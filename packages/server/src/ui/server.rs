//! Server wiring and execution logic.

use std::{path::PathBuf, sync::Arc};

use axum::{Router, routing::get};
use roomcast_shared::time::{Clock, SystemClock};
use tokio::{net::TcpListener, task::JoinHandle};
use tower_http::{services::ServeDir, trace::TraceLayer};

use crate::{
    config::ServerConfig,
    infrastructure::{fanout::FanoutHub, registry::InMemoryClientRegistry},
    usecase::{JoinClientUseCase, LeaveClientUseCase, ListClientsUseCase, RelayEnvelopeUseCase},
};

use super::{
    handler::{clients, get_rooms, health_check, websocket_handler},
    signal::shutdown_signal,
    state::{AppState, ConnectionSettings},
};

/// WebSocket chat relay server
///
/// # Example
///
/// ```ignore
/// let config = ServerConfig::parse();
/// Server::from_config(&config).run(&config.bind_addr()).await?;
/// ```
pub struct Server {
    state: Arc<AppState>,
    static_dir: PathBuf,
    /// Fan-out レーンのワーカータスク
    workers: Vec<JoinHandle<()>>,
}

impl Server {
    /// Create a new Server instance from already-built use cases
    pub fn new(
        join_client_usecase: Arc<JoinClientUseCase>,
        relay_envelope_usecase: Arc<RelayEnvelopeUseCase>,
        leave_client_usecase: Arc<LeaveClientUseCase>,
        list_clients_usecase: Arc<ListClientsUseCase>,
        connection: ConnectionSettings,
        static_dir: impl Into<PathBuf>,
    ) -> Self {
        Self {
            state: Arc::new(AppState {
                join_client_usecase,
                relay_envelope_usecase,
                leave_client_usecase,
                list_clients_usecase,
                connection,
            }),
            static_dir: static_dir.into(),
            workers: Vec::new(),
        }
    }

    /// Wire the registry, fan-out lanes and use cases described by `config`
    ///
    /// Spawns the fan-out workers, so it must be called inside a tokio runtime.
    pub fn from_config(config: &ServerConfig) -> Self {
        let clock = Arc::new(SystemClock::with_utc_offset_hours(config.utc_offset_hours));
        Self::with_clock(config, clock)
    }

    /// Same as [`Server::from_config`] with an explicit clock
    pub fn with_clock(config: &ServerConfig, clock: Arc<dyn Clock>) -> Self {
        // 1. Registry（インメモリ）
        let registry = Arc::new(InMemoryClientRegistry::new());

        // 2. Fan-out（チャット / 入力中通知の 2 レーン）
        let (hub, workers) = FanoutHub::spawn(registry.clone(), config.fanout_queue());
        let publisher = Arc::new(hub);

        // 3. UseCases
        let join_client_usecase = Arc::new(JoinClientUseCase::new(
            registry.clone(),
            publisher.clone(),
            clock.clone(),
        ));
        let relay_envelope_usecase = Arc::new(RelayEnvelopeUseCase::new(
            registry.clone(),
            publisher.clone(),
            clock.clone(),
        ));
        let leave_client_usecase = Arc::new(LeaveClientUseCase::new(
            registry.clone(),
            publisher,
            clock,
        ));
        let list_clients_usecase = Arc::new(ListClientsUseCase::new(registry));

        let mut server = Self::new(
            join_client_usecase,
            relay_envelope_usecase,
            leave_client_usecase,
            list_clients_usecase,
            ConnectionSettings {
                outbound_buffer: config.outbound_buffer(),
                write_timeout: config.write_timeout(),
            },
            config.static_dir.clone(),
        );
        server.workers = workers.into();
        server
    }

    /// Build the axum router
    pub fn router(&self) -> Router {
        Router::new()
            // WebSocket エンドポイント
            .route("/ws", get(websocket_handler))
            // HTTP エンドポイント
            .route("/clients", get(clients))
            .route("/api/health", get(health_check))
            .route("/api/rooms", get(get_rooms))
            .fallback_service(ServeDir::new(&self.static_dir))
            .layer(TraceLayer::new_for_http())
            .with_state(self.state.clone())
    }

    /// Bind `bind_addr` and serve until a shutdown signal arrives
    ///
    /// # Errors
    ///
    /// Returns an error if the server fails to bind to the specified address or
    /// if there's an error during server execution.
    pub async fn run(self, bind_addr: &str) -> Result<(), Box<dyn std::error::Error>> {
        let listener = TcpListener::bind(bind_addr).await?;
        tracing::info!("Roomcast server listening on {}", listener.local_addr()?);
        tracing::info!("Connect to: ws://{}/ws?nickname=<name>&room=<room>", bind_addr);
        tracing::info!("Serving static files from {}", self.static_dir.display());
        tracing::info!("Press Ctrl+C to shutdown gracefully");

        self.serve(listener, shutdown_signal()).await?;

        tracing::info!("Server shutdown complete");
        Ok(())
    }

    /// Serve on an already-bound listener until `shutdown` resolves
    pub async fn serve<F>(self, listener: TcpListener, shutdown: F) -> std::io::Result<()>
    where
        F: std::future::Future<Output = ()> + Send + 'static,
    {
        let app = self.router();
        let result = axum::serve(listener, app)
            .with_graceful_shutdown(shutdown)
            .await;
        for worker in &self.workers {
            worker.abort();
        }
        result
    }
}
//! Envelopes
//!
//! `Envelope` is what the fan-out delivers: every field is server
//! authoritative (sender identity, room, timestamp). `InboundEnvelope` is the
//! untrusted content a client may contribute before the server stamps it.

use std::fmt;

use chrono::{DateTime, FixedOffset};

use super::{
    entity::{Author, ClientRecord},
    value_object::{Color, MessageContent, Nickname, RoomName},
};

/// Fan-out lane an envelope travels on
#[derive(Debug, Clone, Copy, PartialEq, Eq, Hash)]
pub enum Lane {
    Chat,
    Typing,
}

impl fmt::Display for Lane {
    fn fmt(&self, f: &mut fmt::Formatter<'_>) -> fmt::Result {
        match self {
            Lane::Chat => f.write_str("chat"),
            Lane::Typing => f.write_str("typing"),
        }
    }
}

/// Chat message ready for delivery
#[derive(Debug, Clone, PartialEq, Eq)]
pub struct ChatMessage {
    pub from: Author,
    pub room: RoomName,
    pub content: MessageContent,
    pub sent_at: DateTime<FixedOffset>,
}

impl ChatMessage {
    /// Server-authored announcement
    pub fn announcement(
        room: RoomName,
        content: impl Into<MessageContent>,
        sent_at: DateTime<FixedOffset>,
    ) -> Self {
        Self {
            from: Author::system(),
            room,
            content: content.into(),
            sent_at,
        }
    }

    /// "<nickname> connected" for the record's room
    pub fn joined(record: &ClientRecord, sent_at: DateTime<FixedOffset>) -> Self {
        Self::announcement(
            record.room.clone(),
            format!("{} connected", record.nickname),
            sent_at,
        )
    }

    /// "<nickname> disconnected" for the record's room
    pub fn left(record: &ClientRecord, sent_at: DateTime<FixedOffset>) -> Self {
        Self::announcement(
            record.room.clone(),
            format!("{} disconnected", record.nickname),
            sent_at,
        )
    }
}

/// Typing state change of one client
#[derive(Debug, Clone, PartialEq, Eq)]
pub struct TypingNotice {
    pub from: Nickname,
    pub room: RoomName,
    pub is_typing: bool,
}

impl TypingNotice {
    pub fn new(record: &ClientRecord, is_typing: bool) -> Self {
        Self {
            from: record.nickname.clone(),
            room: record.room.clone(),
            is_typing,
        }
    }
}

/// Unit of fan-out
#[derive(Debug, Clone, PartialEq, Eq)]
pub enum Envelope {
    Message(ChatMessage),
    Typing(TypingNotice),
}

impl Envelope {
    /// Room whose members receive this envelope
    pub fn room(&self) -> &RoomName {
        match self {
            Envelope::Message(message) => &message.room,
            Envelope::Typing(notice) => &notice.room,
        }
    }

    pub fn lane(&self) -> Lane {
        match self {
            Envelope::Message(_) => Lane::Chat,
            Envelope::Typing(_) => Lane::Typing,
        }
    }
}

impl From<ChatMessage> for Envelope {
    fn from(message: ChatMessage) -> Self {
        Envelope::Message(message)
    }
}

impl From<TypingNotice> for Envelope {
    fn from(notice: TypingNotice) -> Self {
        Envelope::Typing(notice)
    }
}

/// Decoded inbound frame, before the server stamps identity and time
#[derive(Debug, Clone, PartialEq, Eq)]
pub enum InboundEnvelope {
    Message {
        content: MessageContent,
        color: Option<Color>,
    },
    Typing {
        is_typing: bool,
        color: Option<Color>,
    },
}

impl InboundEnvelope {
    /// Color the client advertised in `from.color`, if any
    pub fn color(&self) -> Option<&Color> {
        match self {
            InboundEnvelope::Message { color, .. } | InboundEnvelope::Typing { color, .. } => {
                color.as_ref()
            }
        }
    }

    pub fn lane(&self) -> Lane {
        match self {
            InboundEnvelope::Message { .. } => Lane::Chat,
            InboundEnvelope::Typing { .. } => Lane::Typing,
        }
    }

    /// Stamp sender identity, room and time taken from the registry record
    pub fn stamp(self, sender: &ClientRecord, sent_at: DateTime<FixedOffset>) -> Envelope {
        match self {
            InboundEnvelope::Message { content, .. } => Envelope::Message(ChatMessage {
                from: Author::from(sender),
                room: sender.room.clone(),
                content,
                sent_at,
            }),
            InboundEnvelope::Typing { is_typing, .. } => {
                Envelope::Typing(TypingNotice::new(sender, is_typing))
            }
        }
    }
}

□ □ □ □

• Assignment: Looking at the entries above, state how many lines contain "tracing"; give the number alone.

• Written response: 5